**Assigned task:** Across the listing below, how many lines have the word "when" in them? Provide only the number.

**Information:**
//! The feature evaluation engine.
use std::{any::Any, sync::Arc};

use futures::stream::{BoxStream, StreamExt};
use serde::de::DeserializeOwned;

use crate::{
    assigners::{AssignerRegistration, AssignerRegistry, AssignmentContext},
    bucketing::{Bucketer, Md5Bucketer},
    builtin::TargetingAssigner,
    definition::FeatureDefinition,
    filters::{FilterContext, FilterRegistration, FilterRegistry},
    provider::{DefinitionProvider, EmbeddedVariantProvider, VariantProvider},
    registry::AppContext,
    session::SessionCache,
    targeting::TargetingContext,
    variants::select_variant,
    Error, Result,
};

const ALWAYS_ON: &str = "AlwaysOn";
const TARGETING_ALIAS: &str = "Targeting";

/// What to do when a configured filter or assigner name has no registered
/// implementation.
#[derive(Debug, Clone, Copy, Default, PartialEq, Eq)]
pub enum MissingFilterPolicy {
    /// Fail the enclosing evaluation with [`Error::MissingFilter`].
    #[default]
    Fail,
    /// Log a warning and treat the filter as non-matching, continuing with
    /// the remaining filters.
    Ignore,
}

/// Configuration for [`FeatureManager`].
///
/// # Examples
/// ```
/// use flagwise::{InMemoryDefinitionProvider, ManagerConfig};
///
/// let manager = ManagerConfig::new(InMemoryDefinitionProvider::new()).to_manager();
/// ```
pub struct ManagerConfig {
    provider: Arc<dyn DefinitionProvider>,
    variant_provider: Arc<dyn VariantProvider>,
    bucketer: Arc<dyn Bucketer>,
    filters: Vec<FilterRegistration>,
    assigners: Vec<AssignerRegistration>,
    session_caches: Vec<Arc<dyn SessionCache>>,
    missing_filter_policy: MissingFilterPolicy,
}

impl ManagerConfig {
    /// Create a configuration around the given definition provider.
    pub fn new(provider: impl DefinitionProvider + 'static) -> Self {
        ManagerConfig {
            provider: Arc::new(provider),
            variant_provider: Arc::new(EmbeddedVariantProvider),
            bucketer: Arc::new(Md5Bucketer),
            filters: Vec::new(),
            assigners: Vec::new(),
            session_caches: Vec::new(),
            missing_filter_policy: MissingFilterPolicy::default(),
        }
    }

    /// Register a feature filter.
    ///
    /// Filter aliases may be namespaced with `'.'` separators. A configured
    /// name containing a separator must match a full alias exactly; an
    /// unqualified name matches on the alias's final segment, so a feature
    /// configured with `"MyFilter"` resolves a filter registered as
    /// `"MyOrg.MyProduct.MyFilter"`.
    pub fn filter(mut self, registration: FilterRegistration) -> Self {
        self.filters.push(registration);
        self
    }

    /// Register a variant assigner.
    pub fn assigner(mut self, registration: AssignerRegistration) -> Self {
        self.assigners.push(registration);
        self
    }

    /// Append a session cache. Caches are consulted in registration order.
    pub fn session_cache(mut self, cache: impl SessionCache + 'static) -> Self {
        self.session_caches.push(Arc::new(cache));
        self
    }

    /// Replace the variant provider (defaults to
    /// [`EmbeddedVariantProvider`]).
    pub fn variant_provider(mut self, provider: impl VariantProvider + 'static) -> Self {
        self.variant_provider = Arc::new(provider);
        self
    }

    /// Replace the bucketer used for rollout decisions (defaults to
    /// [`Md5Bucketer`]).
    pub fn bucketer(mut self, bucketer: impl Bucketer + 'static) -> Self {
        self.bucketer = Arc::new(bucketer);
        self
    }

    /// Set the missing-filter policy (defaults to
    /// [`MissingFilterPolicy::Fail`]).
    pub fn missing_filter_policy(mut self, policy: MissingFilterPolicy) -> Self {
        self.missing_filter_policy = policy;
        self
    }

    /// Create a [`FeatureManager`] using this configuration.
    pub fn to_manager(self) -> FeatureManager {
        let mut assigners = self.assigners;

        // The built-in targeting assigner answers to "Targeting" unless a
        // user registration claims that name.
        let claimed = assigners.iter().any(|registration| {
            let simple = registration
                .alias()
                .rsplit('.')
                .next()
                .unwrap_or_default();
            simple.eq_ignore_ascii_case(TARGETING_ALIAS)
        });
        if !claimed {
            assigners.push(AssignerRegistration::contextual::<TargetingContext, _>(
                TARGETING_ALIAS,
                Arc::new(TargetingAssigner::with_bucketer(Arc::clone(&self.bucketer))),
            ));
        }

        FeatureManager {
            definitions: self.provider,
            variants: self.variant_provider,
            bucketer: self.bucketer,
            filters: FilterRegistry::new(self.filters),
            assigners: AssignerRegistry::new(assigners),
            session_caches: self.session_caches,
            missing_filter_policy: self.missing_filter_policy,
        }
    }
}

/// Evaluates whether features are enabled and which variant they serve.
///
/// The manager is a long-lived object, safely callable concurrently from
/// many tasks; share it via [`Arc`]. Registered filters and assigners are
/// static for its lifetime and their resolution is memoized per instance.
///
/// # Examples
/// ```
/// use flagwise::{InMemoryDefinitionProvider, ManagerConfig};
///
/// let provider = InMemoryDefinitionProvider::new();
/// let manager = ManagerConfig::new(provider).to_manager();
///
/// # futures::executor::block_on(async {
/// // Unknown features evaluate as disabled.
/// assert!(!manager.is_enabled("new-checkout").await.unwrap());
/// # });
/// ```
pub struct FeatureManager {
    definitions: Arc<dyn DefinitionProvider>,
    variants: Arc<dyn VariantProvider>,
    bucketer: Arc<dyn Bucketer>,
    filters: FilterRegistry,
    assigners: AssignerRegistry,
    session_caches: Vec<Arc<dyn SessionCache>>,
    missing_filter_policy: MissingFilterPolicy,
}

impl FeatureManager {
    /// Check whether a feature is enabled.
    pub async fn is_enabled(&self, feature: &str) -> Result<bool> {
        self.is_enabled_inner(feature, None).await
    }

    /// Check whether a feature is enabled, making an application-supplied
    /// context available to filters that declared support for its type.
    pub async fn is_enabled_for(&self, feature: &str, app_context: &AppContext) -> Result<bool> {
        self.is_enabled_inner(feature, Some(app_context)).await
    }

    /// Get the variant configuration a caller should be served, deserialized
    /// into `T`.
    ///
    /// An unknown feature, or a feature without a matching variant, yields
    /// `T::default()`. For targeting-based assignment pass a
    /// [`TargetingContext`] as the app context.
    pub async fn get_variant<T>(&self, feature: &str, app_context: &AppContext) -> Result<T>
    where
        T: DeserializeOwned + Default,
    {
        match self.variant_value(feature, app_context).await? {
            serde_json::Value::Null => Ok(T::default()),
            value => Ok(serde_json::from_value(value)?),
        }
    }

    /// Enumerate the names of all features known to the definition provider.
    ///
    /// The stream is produced directly from the provider's enumeration and
    /// is not cached at this layer.
    pub fn feature_names(&self) -> BoxStream<'_, Result<String>> {
        Box::pin(
            self.definitions
                .list_definitions()
                .map(|definition| match definition {
                    Ok(definition) => Ok(definition.name),
                    Err(err) => Err(Error::from(err)),
                }),
        )
    }

    async fn is_enabled_inner(
        &self,
        feature: &str,
        app_context: Option<&AppContext>,
    ) -> Result<bool> {
        for cache in &self.session_caches {
            match cache.get(feature).await {
                Ok(Some(enabled)) => {
                    log::trace!(target: "flagwise", feature, enabled; "session cache hit");
                    return Ok(enabled);
                }
                Ok(None) => {}
                Err(err) => {
                    log::warn!(target: "flagwise", feature; "session cache read failed: {}", err);
                }
            }
        }

        let definition = self.definitions.get_definition(feature).await?;

        let enabled = match &definition {
            None => {
                log::debug!(target: "flagwise", feature; "unknown feature evaluates as disabled");
                false
            }
            Some(definition) => {
                // A feature that is always on skips filter evaluation
                // entirely.
                if definition
                    .enabled_for
                    .iter()
                    .any(|config| config.name.eq_ignore_ascii_case(ALWAYS_ON))
                {
                    true
                } else {
                    self.evaluate_filters(feature, definition, app_context)
                        .await?
                }
            }
        };

        for cache in &self.session_caches {
            if let Err(err) = cache.set(feature, enabled).await {
                log::warn!(target: "flagwise", feature; "session cache write failed: {}", err);
            }
        }

        log::trace!(target: "flagwise", feature, enabled; "evaluated feature");
        Ok(enabled)
    }

    /// Evaluate the feature's filters strictly in order, short-circuiting on
    /// the first match. Filters are never evaluated in parallel: later
    /// filters may legitimately be skipped.
    async fn evaluate_filters(
        &self,
        feature: &str,
        definition: &FeatureDefinition,
        app_context: Option<&AppContext>,
    ) -> Result<bool> {
        for config in &definition.enabled_for {
            let Some(index) = self.filters.resolve(&config.name)? else {
                match self.missing_filter_policy {
                    MissingFilterPolicy::Fail => {
                        return Err(Error::MissingFilter {
                            name: config.name.clone(),
                        });
                    }
                    MissingFilterPolicy::Ignore => {
                        let filter = config.name.as_str();
                        log::warn!(target: "flagwise",
                                   feature,
                                   filter;
                                   "feature filter is not registered; treating as non-matching");
                        continue;
                    }
                }
            };

            let context = FilterContext {
                feature_name: feature.to_owned(),
                parameters: config.parameters.clone(),
            };

            // Contextual dispatch first when an app context was supplied and
            // the filter declared support for its type; plain evaluation
            // otherwise.
            let matched = match app_context {
                Some(app_context) => match self.filters.bind(index, app_context.type_id()) {
                    Some(bound) => bound.evaluate_erased(&context, app_context).await?,
                    None => {
                        self.filters
                            .get(index)
                            .implementation
                            .evaluate(&context)
                            .await?
                    }
                },
                None => {
                    self.filters
                        .get(index)
                        .implementation
                        .evaluate(&context)
                        .await?
                }
            };

            if matched {
                return Ok(true);
            }
        }

        Ok(false)
    }

    /// Resolve the variant a caller should be served and materialize its
    /// configuration. `Value::Null` means no variant.
    pub(crate) async fn variant_value(
        &self,
        feature: &str,
        app_context: &AppContext,
    ) -> Result<serde_json::Value> {
        let Some(definition) = self.definitions.get_definition(feature).await? else {
            log::debug!(target: "flagwise", feature; "unknown feature has no variant");
            return Ok(serde_json::Value::Null);
        };

        let assigner = definition.assigner.clone();
        let context = AssignmentContext { definition };

        let variant = match &assigner {
            Some(name) => match self.assigners.resolve(name)? {
                Some(index) => match self.assigners.bind(index, app_context.type_id()) {
                    Some(bound) => bound.assign_erased(&context, app_context).await?,
                    None => {
                        self.assigners
                            .get(index)
                            .implementation
                            .assign(&context)
                            .await?
                    }
                },
                None => match self.missing_filter_policy {
                    MissingFilterPolicy::Fail => {
                        return Err(Error::MissingFilter { name: name.clone() });
                    }
                    MissingFilterPolicy::Ignore => {
                        let assigner = name.as_str();
                        log::warn!(target: "flagwise",
                                   feature,
                                   assigner;
                                   "variant assigner is not registered; serving no variant");
                        None
                    }
                },
            },
            // No assigner named: built-in targeting selection over a
            // targeting context.
            None => match app_context.downcast_ref::<TargetingContext>() {
                Some(targeting) => {
                    select_variant(&context.definition, targeting, self.bucketer.as_ref())?
                        .cloned()
                }
                None => {
                    log::warn!(target: "flagwise",
                               feature;
                               "variant requested without a targeting context; serving no variant");
                    None
                }
            },
        };

        let Some(variant) = variant else {
            return Ok(serde_json::Value::Null);
        };

        log::trace!(target: "flagwise",
                    feature,
                    variant = variant.name.as_str();
                    "assigned variant");

        let value = self.variants.materialize(&context.definition, &variant).await?;
        Ok(value)
    }
}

**Exercise result:** 2